The news of the writer’s imminent death was reported on January 10. On the fourteenth a first journalist went to meet him. He entered the apartment: it was so dark that it took a moment before he was able to distinguish a corpulent figure in a wheelchair in the middle of the living room. The old man’s lugubrious voice uttered no more than an inexpressive “Good morning, Monsieur,” to put him at ease—which in fact only served to make the poor fellow more tense than ever.

“I am extremely pleased to meet you, Monsieur Tach. This is a great honor.”

The tape recorder was switched on, eagerly awaiting the words of the silent old man.

“I beg your pardon, Monsieur Tach, would you mind if I switch on a light? I cannot see your face.”

“It is ten o’clock in the morning, Monsieur; I do not switch on the lights at such a time. And besides, you will see me soon enough, once your eyes have adjusted to the darkness. So make the most of the respite you have been granted, and in the meantime you’ll have to make do with my voice; it’s the most beautiful thing about me.”

“You do indeed have a very beautiful voice.”

“Yes.”

The silence weighed heavily upon the intruder, and he wrote in his notebook: “T.’s silence is caustic. Avoid as much as possible.”
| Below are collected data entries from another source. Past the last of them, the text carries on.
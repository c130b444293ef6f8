use std::num::NonZeroUsize;

use super::{BlockMatch, BlockSearch};
use crate::{
    params::{ME_BLOCK, RSCS_BLOCK},
    util::math::div_round,
};

/// Pixel differences beyond these magnitudes land in the outer histogram buckets.
pub(super) const HIST_THRESH_LO: i32 = 4;
pub(super) const HIST_THRESH_HI: i32 = 12;

pub(super) fn subsample_point(
    src: &[u8],
    src_width: NonZeroUsize,
    src_height: NonZeroUsize,
    src_pitch: NonZeroUsize,
    dst: &mut [u8],
    dst_width: NonZeroUsize,
    dst_height: NonZeroUsize,
    dst_pitch: NonZeroUsize,
    line_sums: &mut [u32],
) {
    let (src_w, src_h) = (src_width.get(), src_height.get());
    let (dst_w, dst_h) = (dst_width.get(), dst_height.get());

    for y in 0..dst_h {
        // centre of the destination cell, always inside the source
        let sy = ((2 * y + 1) * src_h) / (2 * dst_h);
        let src_row = &src[sy * src_pitch.get()..];
        let dst_row = &mut dst[y * dst_pitch.get()..][..dst_w];
        let mut sum = 0u32;
        for (x, out) in dst_row.iter_mut().enumerate() {
            let sx = ((2 * x + 1) * src_w) / (2 * dst_w);
            let pix = src_row[sx];
            *out = pix;
            sum += u32::from(pix);
        }
        line_sums[y] = sum;
    }
}

pub(super) fn avg_luma(line_sums: &[u32], samples_per_line: NonZeroUsize) -> i16 {
    let total: u64 = line_sums.iter().map(|&s| u64::from(s)).sum();
    let count = (line_sums.len() * samples_per_line.get()) as u64;
    if count == 0 {
        return 0;
    }
    div_round(total, count) as i16
}

pub(super) fn rs_cs_4x4(
    src: &[u8],
    pitch: NonZeroUsize,
    wblocks: NonZeroUsize,
    hblocks: NonZeroUsize,
    rs: &mut [u16],
    cs: &mut [u16],
) {
    let pitch = pitch.get();
    for by in 0..hblocks.get() {
        for bx in 0..wblocks.get() {
            let mut acc_rs = 0u32;
            let mut acc_cs = 0u32;
            for j in 0..RSCS_BLOCK {
                let y = by * RSCS_BLOCK + j;
                for i in 0..RSCS_BLOCK {
                    let x = bx * RSCS_BLOCK + i;
                    let pix = i32::from(src[y * pitch + x]);
                    if y > 0 {
                        let d = pix - i32::from(src[(y - 1) * pitch + x]);
                        acc_rs += (d * d) as u32;
                    }
                    if x > 0 {
                        let d = pix - i32::from(src[y * pitch + x - 1]);
                        acc_cs += (d * d) as u32;
                    }
                }
            }
            let idx = by * wblocks.get() + bx;
            rs[idx] = (acc_rs >> 4) as u16;
            cs[idx] = (acc_cs >> 4) as u16;
        }
    }
}

pub(super) fn rs_cs_bound(
    rs: &[u16],
    cs: &[u16],
    rs_cs: &mut [u16],
    wblocks: NonZeroUsize,
    hblocks: NonZeroUsize,
) -> (u32, u32) {
    let len = wblocks.get() * hblocks.get();
    let mut acc_rs = 0u32;
    let mut acc_cs = 0u32;
    for ((out, &r), &c) in rs_cs[..len].iter_mut().zip(&rs[..len]).zip(&cs[..len]) {
        *out = ((u32::from(r) + u32::from(c) + 1) >> 1) as u16;
        acc_rs += u32::from(r);
        acc_cs += u32::from(c);
    }
    (acc_rs / len as u32, acc_cs / len as u32)
}

pub(super) fn rs_cs_diff(
    rs0: &[u16],
    cs0: &[u16],
    rs1: &[u16],
    cs1: &[u16],
    wblocks: NonZeroUsize,
    hblocks: NonZeroUsize,
) -> (u32, u32) {
    let len = wblocks.get() * hblocks.get();
    let rs_diff = rs0[..len]
        .iter()
        .zip(&rs1[..len])
        .map(|(&a, &b)| u32::from(a.abs_diff(b)))
        .sum();
    let cs_diff = cs0[..len]
        .iter()
        .zip(&cs1[..len])
        .map(|(&a, &b)| u32::from(a.abs_diff(b)))
        .sum();
    (rs_diff, cs_diff)
}

pub(super) fn image_diff_histogram(
    src: &[u8],
    reference: &[u8],
    pitch: NonZeroUsize,
    width: NonZeroUsize,
    height: NonZeroUsize,
    histogram: &mut [i32; 5],
) -> (i64, i64) {
    *histogram = [0; 5];
    let mut src_dc = 0i64;
    let mut ref_dc = 0i64;
    for y in 0..height.get() {
        let src_row = &src[y * pitch.get()..][..width.get()];
        let ref_row = &reference[y * pitch.get()..][..width.get()];
        for (&s, &r) in src_row.iter().zip(ref_row) {
            let d = i32::from(s) - i32::from(r);
            let bucket = if d < -HIST_THRESH_HI {
                0
            } else if d < -HIST_THRESH_LO {
                1
            } else if d <= HIST_THRESH_LO {
                2
            } else if d <= HIST_THRESH_HI {
                3
            } else {
                4
            };
            histogram[bucket] += 1;
            src_dc += i64::from(s);
            ref_dc += i64::from(r);
        }
    }
    (src_dc, ref_dc)
}

#[must_use]
pub(super) fn sad_8x8(src: &[u8], reference: &[u8], pitch: usize) -> u32 {
    let mut sum = 0u32;
    for row in 0..ME_BLOCK {
        sum += sad_row(&src[row * pitch..], &reference[row * pitch..]);
    }
    sum
}

#[inline]
fn sad_row(src: &[u8], reference: &[u8]) -> u32 {
    src[..ME_BLOCK]
        .iter()
        .zip(&reference[..ME_BLOCK])
        .map(|(&s, &r)| u32::from(s.abs_diff(r)))
        .sum()
}

pub(super) fn me_sad_8x8_block_search(request: &BlockSearch<'_>) -> BlockMatch<u16> {
    request.assert_in_bounds();
    let pitch = request.pitch.get();
    let src = &request.src[request.src_offset()..];
    let best = request.search(|offset, best| {
        let reference = &request.reference[offset..];
        let mut sum = 0u32;
        for row in 0..ME_BLOCK {
            sum += sad_row(&src[row * pitch..], &reference[row * pitch..]);
            // cannot win any more
            if sum >= best {
                return sum;
            }
        }
        sum
    });
    BlockMatch {
        sad: best.sad.min(u32::from(u16::MAX)) as u16,
        x: best.x,
        y: best.y,
    }
}

pub(super) fn me_sad_8x8_block_fsearch(request: &BlockSearch<'_>) -> BlockMatch<u32> {
    request.assert_in_bounds();
    let pitch = request.pitch.get();
    let src = &request.src[request.src_offset()..];
    request.search(|offset, _| sad_8x8(src, &request.reference[offset..], pitch))
}

pub(super) fn gain_offset(
    src: &[u8],
    dst: &mut [u8],
    width: NonZeroUsize,
    height: NonZeroUsize,
    pitch: NonZeroUsize,
    gain_diff: i16,
) {
    let gain_diff = i32::from(gain_diff);
    for y in 0..height.get() {
        let src_row = &src[y * pitch.get()..][..width.get()];
        let dst_row = &mut dst[y * pitch.get()..][..width.get()];
        for (out, &pix) in dst_row.iter_mut().zip(src_row) {
            *out = (i32::from(pix) - gain_diff).clamp(0, 255) as u8;
        }
    }
}

pub(super) fn ra_ca_pic(
    pic: &[u8],
    width: NonZeroUsize,
    height: NonZeroUsize,
    pitch: NonZeroUsize,
) -> f64 {
    let pitch = pitch.get();
    let blocks_x = width.get() / RSCS_BLOCK;
    let blocks_y = height.get() / RSCS_BLOCK;
    let mut rs = 0u64;
    let mut cs = 0u64;
    let mut count = 0u64;

    for by in 1..blocks_y {
        for bx in 1..blocks_x {
            for j in 0..RSCS_BLOCK {
                let y = by * RSCS_BLOCK + j;
                let row = &pic[y * pitch..];
                let above = &pic[(y - 1) * pitch..];
                for i in 0..RSCS_BLOCK {
                    let x = bx * RSCS_BLOCK + i;
                    let pix = i32::from(row[x]);
                    let dr = pix - i32::from(above[x]);
                    let dc = pix - i32::from(row[x - 1]);
                    rs += (dr * dr) as u64;
                    cs += (dc * dc) as u64;
                }
            }
            count += (RSCS_BLOCK * RSCS_BLOCK) as u64;
        }
    }

    if count == 0 {
        return 0.0;
    }
    (rs as f64 / count as f64 + cs as f64 / count as f64).sqrt()
}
“Monsieur Tach, people the world over admire your determination to avoid being admitted to the hospital, despite all the doctors’ orders. So the first question I must ask you is, how do you feel?”

“I feel just as I have felt for twenty years.”

“In other words?”

“I do not feel much.”

“Not much of what?”

“Not much.”

“I understand.”

“Then I admire you.”

There was no irony in the sick man’s implacably neutral voice. The journalist gave an awkward little laugh before continuing: “Monsieur Tach, with a man like yourself, I won’t waste time with the circumlocutions common to my profession. So, if you’ll allow me, I’ll ask you outright: what might be the thoughts and moods of a great writer who knows he is going to die?”

Silence. A sigh.

“I don’t know, my good man.”

“You don’t know?”

“If I knew what I was thinking, I suppose I would never have become a writer.”

“You mean that you write in order to find out what you are thinking?”

“It’s a possibility. I’m not really sure anymore, it’s been such a long time since I’ve written anything.”

“What? But your last novel came out less than two years ago . . .”

“Emptying my drawers, my good man. There is enough material in my drawers for a new novel by me to be published every year for a full decade after my death.”

“That’s extraordinary! When did you stop writing?”

“At the age of fifty-nine.”

“Then that means that all the novels that have come out in the last twenty-four years . . . you were emptying your drawers?”

“You have done your math.”

“How old were you when you began to write?”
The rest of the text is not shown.